(Saved data entries)

* * * * * * * * *

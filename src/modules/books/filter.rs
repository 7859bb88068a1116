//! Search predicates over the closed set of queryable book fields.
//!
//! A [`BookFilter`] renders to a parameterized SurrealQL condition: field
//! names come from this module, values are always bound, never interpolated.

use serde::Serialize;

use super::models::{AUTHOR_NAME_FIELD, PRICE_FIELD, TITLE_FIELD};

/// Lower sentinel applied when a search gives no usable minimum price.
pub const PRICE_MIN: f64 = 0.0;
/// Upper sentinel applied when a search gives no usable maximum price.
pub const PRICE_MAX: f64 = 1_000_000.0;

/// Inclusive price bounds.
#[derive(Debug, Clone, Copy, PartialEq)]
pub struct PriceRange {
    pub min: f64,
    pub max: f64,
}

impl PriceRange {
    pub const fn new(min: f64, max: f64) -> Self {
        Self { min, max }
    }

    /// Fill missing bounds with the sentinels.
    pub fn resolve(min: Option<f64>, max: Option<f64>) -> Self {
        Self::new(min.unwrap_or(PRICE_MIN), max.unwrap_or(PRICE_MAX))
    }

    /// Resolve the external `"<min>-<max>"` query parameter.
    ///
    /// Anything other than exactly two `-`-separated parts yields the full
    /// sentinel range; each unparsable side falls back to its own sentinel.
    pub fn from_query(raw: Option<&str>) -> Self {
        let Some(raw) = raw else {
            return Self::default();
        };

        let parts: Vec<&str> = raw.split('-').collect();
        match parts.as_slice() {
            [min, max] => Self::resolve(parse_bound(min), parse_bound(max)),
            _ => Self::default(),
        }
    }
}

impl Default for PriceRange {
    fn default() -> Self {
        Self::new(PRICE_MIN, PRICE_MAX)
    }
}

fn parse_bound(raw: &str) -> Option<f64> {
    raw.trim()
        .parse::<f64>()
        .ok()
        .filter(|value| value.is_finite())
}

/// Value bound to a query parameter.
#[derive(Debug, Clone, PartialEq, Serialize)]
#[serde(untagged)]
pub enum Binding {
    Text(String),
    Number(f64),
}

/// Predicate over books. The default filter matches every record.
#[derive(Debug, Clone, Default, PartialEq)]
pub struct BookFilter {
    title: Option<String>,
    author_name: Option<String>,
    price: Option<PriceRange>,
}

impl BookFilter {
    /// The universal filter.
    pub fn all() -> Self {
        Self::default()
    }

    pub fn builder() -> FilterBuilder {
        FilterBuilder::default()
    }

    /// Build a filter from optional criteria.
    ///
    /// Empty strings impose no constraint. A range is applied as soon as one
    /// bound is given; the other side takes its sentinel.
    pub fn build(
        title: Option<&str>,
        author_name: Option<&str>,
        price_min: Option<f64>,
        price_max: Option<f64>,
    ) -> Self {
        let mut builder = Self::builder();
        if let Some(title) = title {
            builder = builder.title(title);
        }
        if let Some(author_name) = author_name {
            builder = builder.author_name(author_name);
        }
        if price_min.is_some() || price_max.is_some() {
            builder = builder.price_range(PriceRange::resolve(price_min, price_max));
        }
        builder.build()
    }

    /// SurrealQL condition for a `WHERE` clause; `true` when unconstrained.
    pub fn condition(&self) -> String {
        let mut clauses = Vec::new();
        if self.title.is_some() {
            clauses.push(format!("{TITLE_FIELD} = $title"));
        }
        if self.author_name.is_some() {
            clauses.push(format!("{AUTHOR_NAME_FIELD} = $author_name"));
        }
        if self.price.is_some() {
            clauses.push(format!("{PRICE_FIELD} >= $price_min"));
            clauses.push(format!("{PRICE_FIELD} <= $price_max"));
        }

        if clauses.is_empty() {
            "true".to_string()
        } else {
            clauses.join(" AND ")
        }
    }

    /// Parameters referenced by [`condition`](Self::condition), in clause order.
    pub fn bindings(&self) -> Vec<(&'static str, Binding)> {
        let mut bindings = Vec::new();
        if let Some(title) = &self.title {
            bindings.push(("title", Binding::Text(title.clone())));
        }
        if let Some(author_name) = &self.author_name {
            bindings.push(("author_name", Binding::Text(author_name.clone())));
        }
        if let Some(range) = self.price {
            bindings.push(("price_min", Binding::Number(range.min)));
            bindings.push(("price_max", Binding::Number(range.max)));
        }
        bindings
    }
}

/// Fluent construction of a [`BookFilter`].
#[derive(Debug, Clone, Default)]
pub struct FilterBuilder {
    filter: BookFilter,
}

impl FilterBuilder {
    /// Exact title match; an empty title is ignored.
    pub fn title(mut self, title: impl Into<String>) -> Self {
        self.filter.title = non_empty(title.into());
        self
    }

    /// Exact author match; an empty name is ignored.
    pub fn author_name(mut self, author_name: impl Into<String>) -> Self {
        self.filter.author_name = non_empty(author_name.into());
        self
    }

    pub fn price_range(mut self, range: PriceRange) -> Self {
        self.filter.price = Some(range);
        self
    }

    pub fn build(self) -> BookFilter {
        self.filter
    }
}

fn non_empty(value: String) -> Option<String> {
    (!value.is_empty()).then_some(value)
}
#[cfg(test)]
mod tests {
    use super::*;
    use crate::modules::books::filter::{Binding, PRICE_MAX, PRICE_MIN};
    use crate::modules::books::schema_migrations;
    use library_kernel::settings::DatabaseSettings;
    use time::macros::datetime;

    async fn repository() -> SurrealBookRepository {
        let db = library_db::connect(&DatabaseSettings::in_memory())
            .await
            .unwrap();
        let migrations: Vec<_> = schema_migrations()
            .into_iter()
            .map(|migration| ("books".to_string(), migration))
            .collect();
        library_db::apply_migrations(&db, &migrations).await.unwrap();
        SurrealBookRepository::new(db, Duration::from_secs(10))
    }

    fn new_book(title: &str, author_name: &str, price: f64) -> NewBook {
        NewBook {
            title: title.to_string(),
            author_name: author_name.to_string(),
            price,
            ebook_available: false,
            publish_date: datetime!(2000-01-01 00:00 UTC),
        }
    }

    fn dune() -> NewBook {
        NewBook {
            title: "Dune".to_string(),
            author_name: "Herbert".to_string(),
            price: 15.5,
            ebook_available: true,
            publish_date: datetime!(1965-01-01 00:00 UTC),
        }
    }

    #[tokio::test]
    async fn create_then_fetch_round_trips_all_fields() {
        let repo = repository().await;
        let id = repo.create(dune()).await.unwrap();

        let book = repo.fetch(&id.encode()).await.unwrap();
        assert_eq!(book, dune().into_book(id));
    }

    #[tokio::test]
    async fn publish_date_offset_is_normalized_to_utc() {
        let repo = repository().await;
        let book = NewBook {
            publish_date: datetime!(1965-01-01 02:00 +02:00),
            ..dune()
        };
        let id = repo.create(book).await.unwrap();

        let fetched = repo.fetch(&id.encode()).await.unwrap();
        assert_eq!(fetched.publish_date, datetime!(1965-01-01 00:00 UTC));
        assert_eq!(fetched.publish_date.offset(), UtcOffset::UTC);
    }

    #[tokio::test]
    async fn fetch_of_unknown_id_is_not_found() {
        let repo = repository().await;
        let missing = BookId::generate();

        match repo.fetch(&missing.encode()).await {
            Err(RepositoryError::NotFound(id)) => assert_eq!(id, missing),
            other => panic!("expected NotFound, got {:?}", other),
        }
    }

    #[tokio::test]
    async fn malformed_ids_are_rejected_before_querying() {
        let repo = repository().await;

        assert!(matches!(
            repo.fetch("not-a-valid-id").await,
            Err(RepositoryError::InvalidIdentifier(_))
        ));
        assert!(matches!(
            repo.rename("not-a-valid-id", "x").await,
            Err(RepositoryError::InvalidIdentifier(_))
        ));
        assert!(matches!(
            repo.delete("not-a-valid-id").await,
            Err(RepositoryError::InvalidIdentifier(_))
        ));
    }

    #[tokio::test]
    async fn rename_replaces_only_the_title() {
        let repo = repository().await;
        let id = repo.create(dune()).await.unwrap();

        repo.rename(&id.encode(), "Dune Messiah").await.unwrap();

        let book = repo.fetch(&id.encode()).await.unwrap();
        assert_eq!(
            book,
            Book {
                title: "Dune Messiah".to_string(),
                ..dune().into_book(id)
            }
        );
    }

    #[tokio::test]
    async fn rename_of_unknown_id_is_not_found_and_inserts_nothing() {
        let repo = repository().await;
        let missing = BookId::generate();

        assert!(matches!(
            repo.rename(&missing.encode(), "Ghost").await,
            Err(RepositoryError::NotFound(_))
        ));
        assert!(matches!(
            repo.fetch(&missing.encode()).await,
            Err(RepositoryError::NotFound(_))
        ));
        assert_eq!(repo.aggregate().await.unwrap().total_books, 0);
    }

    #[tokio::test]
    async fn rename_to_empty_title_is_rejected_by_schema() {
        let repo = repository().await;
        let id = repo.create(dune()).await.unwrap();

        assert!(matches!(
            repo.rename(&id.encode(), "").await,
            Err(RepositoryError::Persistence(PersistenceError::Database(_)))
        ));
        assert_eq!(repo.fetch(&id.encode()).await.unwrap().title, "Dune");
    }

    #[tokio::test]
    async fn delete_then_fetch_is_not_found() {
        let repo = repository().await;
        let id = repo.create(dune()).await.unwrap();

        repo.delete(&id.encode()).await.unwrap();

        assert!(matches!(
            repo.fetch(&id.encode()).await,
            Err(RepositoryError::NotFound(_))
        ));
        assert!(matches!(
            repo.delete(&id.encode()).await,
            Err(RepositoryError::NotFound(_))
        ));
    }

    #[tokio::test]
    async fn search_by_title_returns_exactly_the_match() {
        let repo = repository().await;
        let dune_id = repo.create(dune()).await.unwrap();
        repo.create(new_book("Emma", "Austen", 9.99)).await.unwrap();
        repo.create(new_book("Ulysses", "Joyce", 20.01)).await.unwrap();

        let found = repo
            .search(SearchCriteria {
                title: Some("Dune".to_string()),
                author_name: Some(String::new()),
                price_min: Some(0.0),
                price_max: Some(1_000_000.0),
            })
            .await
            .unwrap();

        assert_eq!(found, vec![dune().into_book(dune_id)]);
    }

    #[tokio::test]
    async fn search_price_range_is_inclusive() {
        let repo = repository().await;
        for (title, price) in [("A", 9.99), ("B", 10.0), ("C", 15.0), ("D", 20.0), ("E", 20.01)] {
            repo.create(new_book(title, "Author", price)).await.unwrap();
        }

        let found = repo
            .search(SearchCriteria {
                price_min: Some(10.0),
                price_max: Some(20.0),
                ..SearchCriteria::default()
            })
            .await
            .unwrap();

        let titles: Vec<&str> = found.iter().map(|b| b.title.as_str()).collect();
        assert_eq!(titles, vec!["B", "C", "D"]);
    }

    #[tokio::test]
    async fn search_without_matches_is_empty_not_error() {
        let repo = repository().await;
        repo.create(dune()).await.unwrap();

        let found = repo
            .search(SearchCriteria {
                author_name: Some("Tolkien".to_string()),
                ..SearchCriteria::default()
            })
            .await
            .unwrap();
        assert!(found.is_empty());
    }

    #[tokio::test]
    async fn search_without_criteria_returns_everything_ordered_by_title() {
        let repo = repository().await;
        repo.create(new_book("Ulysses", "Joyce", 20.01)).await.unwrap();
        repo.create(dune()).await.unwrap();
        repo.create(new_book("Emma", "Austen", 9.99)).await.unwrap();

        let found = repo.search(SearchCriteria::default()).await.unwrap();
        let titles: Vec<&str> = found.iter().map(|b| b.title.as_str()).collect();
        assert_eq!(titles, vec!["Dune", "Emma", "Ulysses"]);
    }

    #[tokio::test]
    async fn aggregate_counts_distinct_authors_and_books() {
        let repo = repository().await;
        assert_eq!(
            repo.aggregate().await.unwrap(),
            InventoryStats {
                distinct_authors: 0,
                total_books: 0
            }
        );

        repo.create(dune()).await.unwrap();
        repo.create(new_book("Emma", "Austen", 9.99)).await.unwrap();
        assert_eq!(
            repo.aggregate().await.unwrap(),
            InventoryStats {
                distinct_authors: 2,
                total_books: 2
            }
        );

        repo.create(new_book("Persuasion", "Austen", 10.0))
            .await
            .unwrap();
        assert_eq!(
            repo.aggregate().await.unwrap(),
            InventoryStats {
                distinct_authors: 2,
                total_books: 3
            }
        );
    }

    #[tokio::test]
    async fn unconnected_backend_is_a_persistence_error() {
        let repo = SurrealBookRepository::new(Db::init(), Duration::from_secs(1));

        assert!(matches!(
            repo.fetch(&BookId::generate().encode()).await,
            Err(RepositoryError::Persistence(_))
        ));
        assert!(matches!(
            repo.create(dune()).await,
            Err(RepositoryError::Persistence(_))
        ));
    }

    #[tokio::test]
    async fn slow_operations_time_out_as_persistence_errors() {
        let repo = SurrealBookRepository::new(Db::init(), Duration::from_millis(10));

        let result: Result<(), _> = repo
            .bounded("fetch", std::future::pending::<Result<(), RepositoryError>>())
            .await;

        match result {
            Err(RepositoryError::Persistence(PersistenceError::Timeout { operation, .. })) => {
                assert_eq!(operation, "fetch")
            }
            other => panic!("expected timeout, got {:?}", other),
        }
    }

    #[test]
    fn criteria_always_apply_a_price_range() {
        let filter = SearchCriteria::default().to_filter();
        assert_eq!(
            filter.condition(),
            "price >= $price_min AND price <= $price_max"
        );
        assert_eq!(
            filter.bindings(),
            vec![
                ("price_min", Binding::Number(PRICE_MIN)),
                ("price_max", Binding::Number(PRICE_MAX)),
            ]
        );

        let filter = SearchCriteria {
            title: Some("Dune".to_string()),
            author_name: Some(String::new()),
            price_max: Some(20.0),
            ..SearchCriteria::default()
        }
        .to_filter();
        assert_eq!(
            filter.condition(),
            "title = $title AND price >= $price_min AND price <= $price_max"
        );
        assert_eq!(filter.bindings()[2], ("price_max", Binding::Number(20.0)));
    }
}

* * * * * * * * *

What is expected
All that should be written out is the stretch of lines above between the one holding "use serde::Serialize;" and the one holding "pub fn from_query(raw: Option<&str>)", inclusive, exactly as given.

Written answer
use serde::Serialize;

use super::models::{AUTHOR_NAME_FIELD, PRICE_FIELD, TITLE_FIELD};

/// Lower sentinel applied when a search gives no usable minimum price.
pub const PRICE_MIN: f64 = 0.0;
/// Upper sentinel applied when a search gives no usable maximum price.
pub const PRICE_MAX: f64 = 1_000_000.0;

/// Inclusive price bounds.
#[derive(Debug, Clone, Copy, PartialEq)]
pub struct PriceRange {
    pub min: f64,
    pub max: f64,
}

impl PriceRange {
    pub const fn new(min: f64, max: f64) -> Self {
        Self { min, max }
    }

    /// Fill missing bounds with the sentinels.
    pub fn resolve(min: Option<f64>, max: Option<f64>) -> Self {
        Self::new(min.unwrap_or(PRICE_MIN), max.unwrap_or(PRICE_MAX))
    }

    /// Resolve the external `"<min>-<max>"` query parameter.
    ///
    /// Anything other than exactly two `-`-separated parts yields the full
    /// sentinel range; each unparsable side falls back to its own sentinel.
    pub fn from_query(raw: Option<&str>) -> Self {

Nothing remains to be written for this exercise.